Pakistan hockey player Ghazanfar Ali feels that like India his country should also rope in somebody like Ric Charlesworth to lift its dipping standard in the sport.
Ali said India is lucky to have the legendary Australian as its Technical Advisor and should make full use of his knowledge and experience.
"Charlesworth is a big name in hockey, he is a legend. India is lucky to have him. They should listen to him but one should not expect any miracle to happen. He should be given 5-6 years for things to improve," said Ali, an England based player.
The midfielder said Pakistan need somebody like Charlesworth as a guiding force.
"Who does not want to have him! We would love to have him with us for six years. Pakistan needs a person like him and I am sure such a step would boost our hockey," Ali said.
Ali expressed surprise over India's slump in standard in world hockey considering the availability of its huge talent pool.
"I am surprised that India's standard has plummeted to this level. Because you have talented players. I am really thrilled to see so many youngsters coming out to train everyday here in Chandigarh. I was discussing this with Charlesworth. I really don't know," he said.
The Olympian hoped that if India showed any improvement under the guidance of Charlesworth, then Pakistan would also be inspired.
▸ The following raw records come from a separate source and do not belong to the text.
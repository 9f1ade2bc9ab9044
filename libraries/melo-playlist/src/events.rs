//! Playlist events
//!
//! Every structural change is broadcast to the listeners of the playlist and,
//! when the playlist is the current one, to the listeners of the current
//! playlist channel. Each listener owns a bounded queue fed without blocking:
//! - a full queue drops the event (the listener is lagging)
//! - a closed queue unregisters the listener

use crate::types::{IndexPath, Range};
use melo_core::{PlaylistId, Tags};
use serde::{Deserialize, Serialize};
use std::fmt;
use tokio::sync::mpsc::{self, error::TrySendError};
use tracing::{debug, warn};

/// Media description sent to clients
#[derive(Debug, Clone, PartialEq, Serialize, Deserialize)]
pub struct MediaItem {
    /// Position among its siblings
    pub index: usize,

    /// Display name
    #[serde(default, skip_serializing_if = "Option::is_none")]
    pub name: Option<String>,

    /// Media can be selected for playback
    pub playable: bool,

    /// Media children can be reordered
    pub sortable: bool,

    /// Media tags
    #[serde(default, skip_serializing_if = "Option::is_none")]
    pub tags: Option<Tags>,

    /// Children, one level deep
    #[serde(default, skip_serializing_if = "Vec::is_empty")]
    pub children: Vec<MediaItem>,
}

/// Events emitted by a playlist
#[derive(Debug, Clone, PartialEq, Serialize, Deserialize)]
#[serde(tag = "event", rename_all = "snake_case")]
pub enum PlaylistEvent {
    /// Media inserted at `index` in the list under `parent`
    Add {
        /// Path of the container, empty for the root
        parent: IndexPath,
        /// Position of the new media
        index: usize,
        /// New media
        media: MediaItem,
    },

    /// Media name or tags changed
    Update {
        /// Path of the media
        path: IndexPath,
        /// Refreshed media
        media: MediaItem,
    },

    /// Entries moved, as requested
    Move {
        /// Moved entries
        range: Range,
        /// Requested destination
        destination: Option<IndexPath>,
    },

    /// Entries deleted, as requested
    Delete {
        /// Deleted entries
        range: Range,
    },

    /// Playing entry changed
    Play {
        /// Path of the playing entry, empty when nothing plays
        current: IndexPath,
    },

    /// Shuffle toggled
    Shuffle {
        /// Shuffle state
        enabled: bool,
    },
}

/// Event tagged with the playlist it comes from
#[derive(Debug, Clone, PartialEq, Serialize, Deserialize)]
pub struct EventEnvelope {
    /// Source playlist
    pub playlist_id: PlaylistId,
    /// Event
    #[serde(flatten)]
    pub event: PlaylistEvent,
}

/// Channel a listener subscribes to
#[derive(Debug, Clone, PartialEq, Eq)]
pub enum EventScope {
    /// Whichever playlist is current
    Current,
    /// One specific playlist
    Playlist(PlaylistId),
}

/// Listener identifier, unique within a registry
#[derive(Debug, Clone, Copy, PartialEq, Eq, Hash)]
pub struct ListenerId(pub(crate) u64);

impl fmt::Display for ListenerId {
    fn fmt(&self, f: &mut fmt::Formatter<'_>) -> fmt::Result {
        write!(f, "{}", self.0)
    }
}

/// Receiving half handed to a listener
pub type EventReceiver = mpsc::Receiver<EventEnvelope>;

/// Listener set of one channel
#[derive(Debug, Default)]
pub(crate) struct Listeners {
    senders: Vec<(ListenerId, mpsc::Sender<EventEnvelope>)>,
}

impl Listeners {
    pub fn add(&mut self, id: ListenerId, capacity: usize) -> EventReceiver {
        let (sender, receiver) = mpsc::channel(capacity.max(1));
        self.senders.push((id, sender));
        receiver
    }

    pub fn remove(&mut self, id: ListenerId) -> bool {
        let before = self.senders.len();
        self.senders.retain(|(listener, _)| *listener != id);
        self.senders.len() != before
    }

    /// Send to a single listener
    pub fn send_to(&mut self, id: ListenerId, envelope: EventEnvelope) {
        if let Some((_, sender)) = self.senders.iter().find(|(listener, _)| *listener == id) {
            if sender.try_send(envelope).is_err() {
                debug!(listener = %id, "initial event not delivered");
            }
        }
    }

    pub fn broadcast(&mut self, envelope: &EventEnvelope) {
        self.senders
            .retain(|(id, sender)| match sender.try_send(envelope.clone()) {
                Ok(()) => true,
                Err(TrySendError::Full(_)) => {
                    warn!(listener = %id, playlist = %envelope.playlist_id, "event queue full, dropping event");
                    true
                }
                Err(TrySendError::Closed(_)) => {
                    debug!(listener = %id, "listener gone, unregistering");
                    false
                }
            });
    }

    #[cfg(test)]
    pub fn len(&self) -> usize {
        self.senders.len()
    }
}
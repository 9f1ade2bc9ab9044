//! Player seam
//!
//! Decoding and output live outside the playlist engine. The registry drives
//! whatever implements [`Player`]: it asks it to play a selected entry, to
//! stop when the playing entry vanishes, and keeps it informed of which
//! transport controls make sense.

use crate::types::EntryRef;
use melo_core::Tags;
use serde::{Deserialize, Serialize};
use std::sync::Arc;

/// Player service driven by the playlist registry
///
/// Calls are made without any playlist lock held, so an implementation may
/// call back into the registry (e.g. to attach sub-medias).
pub trait Player: Send + Sync {
    /// Start playback of a media
    ///
    /// Returns `false` when the player refused the media.
    fn play(&self, request: PlayRequest) -> bool;

    /// Stop playback and forget the current media
    fn reset(&self);

    /// Report which transport controls are available
    fn update_playlist_controls(&self, controls: PlaylistControls);
}

/// Media selected for playback
#[derive(Debug, Clone, PartialEq)]
pub struct PlayRequest {
    /// Player in charge of the media
    pub player_id: String,
    /// Media path / URI
    pub path: Option<String>,
    /// Display name
    pub name: Option<String>,
    /// Media tags
    pub tags: Option<Arc<Tags>>,
    /// Handle to report back against the entry
    pub entry: EntryRef,
}

/// Transport control availability
#[derive(Debug, Clone, Copy, Default, PartialEq, Eq, Serialize, Deserialize)]
pub struct PlaylistControls {
    /// A previous media exists
    pub has_prev: bool,
    /// A next media exists
    pub has_next: bool,
    /// Shuffle is active
    pub shuffle: bool,
}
"In Pakistan the problem lies in the lack of facilities at grass-roots level. The youngsters are not keen to play hockey and cricket's influence is also a big factor. The back-up is lacking, the quality of players has gone down and you really don't have many choices. So we need to focus on opening academies and give proper facilities to players.
"It's sad that we finished seventh in the Champions Trophy. It has never happened that we were relegated from the tournament," he said.
Ali said Pakistan, who have already qualified for the Beijing Olympics, had it in them to finish inside the top six at the mega meet.
"A few youngsters are there in our team. In the run-up to the Olympics we will play some 25-30 matches in Europe and against other countries. That should set the tone for the big task ahead. We can finish among the top six and if we do really well we can even reach the semis," he said.
A graduate from the Punjab University in Pakistan, Ali broke into the Pakistan junior side in 1997 and got promoted to the senior team in 2000. Then he completed a physical instructor's diploma in England before moving his base to Manchester three years back. Now he plays for Manchester-based Bowden Club and works there as a fitness trainer.
Ali, however, always makes himself available for the duty of Pakistan and has played in a World Cup, an Olympics and several Champions Trophy tournaments.
The linkman is playing for the Chandigarh Dynamos in his debut year in the Premier Hockey League.
"Normally I play in Europe, so there is hardly any time. I came this time because of the break due to Christmas and New Year. I enjoyed playing in the tournament and would love to come back again," he said.